Materials provided:
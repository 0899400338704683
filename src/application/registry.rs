use std::sync::Arc;

use crate::domain::{Account, AccountId, Customer, CustomerId, generate_account_number};
use crate::storage::Repository;

use super::AppError;

/// Account numbering and account lookups.
#[derive(Clone)]
pub struct AccountRegistry {
    repo: Arc<Repository>,
    attempts: u32,
}

impl AccountRegistry {
    pub fn new(repo: Arc<Repository>, attempts: u32) -> Self {
        Self {
            repo,
            attempts: attempts.max(1),
        }
    }

    pub fn attempts(&self) -> u32 {
        self.attempts
    }

    /// Draw account numbers until one is not taken.
    ///
    /// The check is advisory: a concurrent opener can still claim the same
    /// number before our insert, which the unique index turns into a
    /// `Conflict` for the caller to retry.
    pub async fn generate_unique_account_number(&self) -> Result<String, AppError> {
        for attempt in 1..=self.attempts {
            let candidate = generate_account_number(&mut rand::thread_rng());
            if !self.repo.account_number_exists(&candidate).await? {
                return Ok(candidate);
            }
            tracing::debug!(attempt, "account number already taken, drawing again");
        }

        Err(AppError::internal(format!(
            "no free account number after {} attempts",
            self.attempts
        )))
    }

    pub async fn account(&self, id: AccountId) -> Result<Account, AppError> {
        self.repo
            .get_account(id)
            .await?
            .ok_or_else(|| AppError::NotFound(format!("account {}", id)))
    }

    pub async fn account_by_number(&self, number: &str) -> Result<Account, AppError> {
        self.repo
            .get_account_by_number(number.trim())
            .await?
            .ok_or_else(|| AppError::NotFound(format!("account {}", number.trim())))
    }

    pub async fn accounts_for_customer(
        &self,
        customer_id: CustomerId,
    ) -> Result<Vec<Account>, AppError> {
        Ok(self.repo.list_accounts_for_customer(customer_id).await?)
    }

    pub async fn customer(&self, id: CustomerId) -> Result<Customer, AppError> {
        self.repo
            .get_customer(id)
            .await?
            .ok_or_else(|| AppError::NotFound(format!("customer {}", id)))
    }
}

Exercise aim: Lines holding the string "crate" must be copied out of the entries above.

Answer space:
use crate::domain::{Account, AccountId, Customer, CustomerId, generate_account_number};
use crate::storage::Repository;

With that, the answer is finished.